A user study has been proposed with the main aim to test the effectiveness of the framework for an emotional tagging tasks, with a special focus, on the one hand, on the underlying affective model, on the other hand, on the visualization interface inspired by the Plutchik’s wheel of emotions. Results were very positive on both aspects, and comments of subjects during the thinking aloud session will be very helpful in designing future developments of the framework. In particular, some subjects suggested to develop the social level of the application, since they are interested in comparing their emotional responses with the maybe different emotional responses of other users (friends or simply visitors) interested in the same artwork. Moreover, it emerged that users want to have more freedom in choosing a tag for the feedback, as they expressed the desire to evaluate tags that were not selected as having a significant sentiment load according to SentiWordNet. As observed in Strapparava et al. (2006), in some cases the affective power of a word is part of the collective imagination (think for instance of words like ‘war’), but some words can be emotional for someone due to her individual story. Therefore, it is maybe better to widen the filter of words to be offered for the user feedback, since the current one was perceived as restrictive.

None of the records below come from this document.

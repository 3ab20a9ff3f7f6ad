//! Keyed reconciliation: in-place updates with exact 1:1 correspondence
//!
//! After applying the patches of a pass, the set of rendered keys equals the
//! set of keys in the fetched records. Elements that persist across passes
//! keep their identity; new ones are appended in fetch order.

use crate::model::{group_key, sensor_key, sensor_list_key, EntityId, Group, Sensor};
use crate::view::ViewTree;
use crate::{Result, SensorboardError};

use super::{diff_keyed, Change, Patch, Rendered};

/// Patches converging the rendered groups to `groups`
pub fn reconcile_groups(view: &ViewTree, groups: &[Group]) -> Vec<Patch> {
    let rendered = view.groups().iter().map(|g| Rendered {
        id: &g.group_id,
        content: &g.heading,
    });
    let records = groups
        .iter()
        .map(|g| (g.group_id.clone(), g.name.clone()));

    diff_keyed(rendered, records, group_key)
        .into_iter()
        .map(|change| match change {
            Change::Create { id, content } => Patch::CreateGroup {
                group_id: id,
                name: content,
            },
            Change::Update { id, content } => Patch::RenameGroup {
                group_id: id,
                name: content,
            },
            Change::Remove { id } => Patch::RemoveGroup { group_id: id },
        })
        .collect()
}

/// Patches converging the sensor list of `group_id` to `sensors`.
///
/// Fails with [`SensorboardError::MissingTarget`] when the group's list is
/// not rendered.
pub fn reconcile_sensors(
    view: &ViewTree,
    group_id: &EntityId,
    sensors: &[Sensor],
) -> Result<Vec<Patch>> {
    let list = view
        .sensor_list(group_id)
        .ok_or_else(|| SensorboardError::MissingTarget(sensor_list_key(group_id)))?;

    let rendered = list.items.iter().map(|i| Rendered {
        id: &i.sensor_id,
        content: &i.text,
    });
    let records = sensors
        .iter()
        .map(|s| (s.sensor_id.clone(), s.display_text()));

    let patches = diff_keyed(rendered, records, sensor_key)
        .into_iter()
        .map(|change| match change {
            Change::Create { id, content } => Patch::CreateSensor {
                group_id: group_id.clone(),
                sensor_id: id,
                text: content,
            },
            Change::Update { id, content } => Patch::UpdateSensor {
                group_id: group_id.clone(),
                sensor_id: id,
                text: content,
            },
            Change::Remove { id } => Patch::RemoveSensor {
                group_id: group_id.clone(),
                sensor_id: id,
            },
        })
        .collect();

    Ok(patches)
}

For what concerns the prospected applications of the ArsEmotica framework, it could be exploited, along the direction traced in Simon (2010), as a co-creation instrument formuseums, virtual galleries, and other activities falling under the general umbrella ofcreative industries. In this sector, the demand is growing for new user experiences, and therefore for applications, including smart-phone apps, where the key aim is to stimulate user-community interaction and encourage visitors to share their experiences. Such applications can have a cultural flavor but can also be more intrinsically related to leisure, and should help transforming classical art-fruition experiences into innovative, more immersive experiences, with a greater impact on visitors.
Art and emotions are naturally related Silvia (2005) and, as also our user study confirmed, the possibility to speculate about the artistic arousal of emotions and to reason on artworks, authors and evoked emotions within a social dimension, where personal feelings about an artworks can be compared with what is felt by others, seems to be attractive from a visitor’s perspective. Moreover, the possibility to collect emotional responses to artworks and collections can be important for artists and curators, in order to get a feedback about their creations, but also for policymakers in the cultural heritage sector, that need advanced e-participation tools for being supported in their work, both at the decision-making stage, and in the ex-post evaluation of the impact of their policies (e.g. What is the sentiment of citizens about a publicly funded exhibition?). Another interesting application field is given by a growing number of virtual galleries, such as http://www.saatchiart.com, that raised in the last years with a business perspective, having the main aim to sell online artworks (visual arts, especially). Also, in this case, detecting emotions in keywords and other information associated to the artworks could be useful in order to offer new emotion-driven searching functionalities to the website customer, to be possibly combined with traditional searching criteria based on genres (e.g paintings, photography or sculpture) which encompass stylistic characteristics. Recently, a similar approach has been already successfully applied to digital music, with the proposal of music streaming services that instead of finding music by genre or musical-relation, propose a selection tailored to the user’s mood and feelings, e.g. Stereomood, http://www.stereomood.com.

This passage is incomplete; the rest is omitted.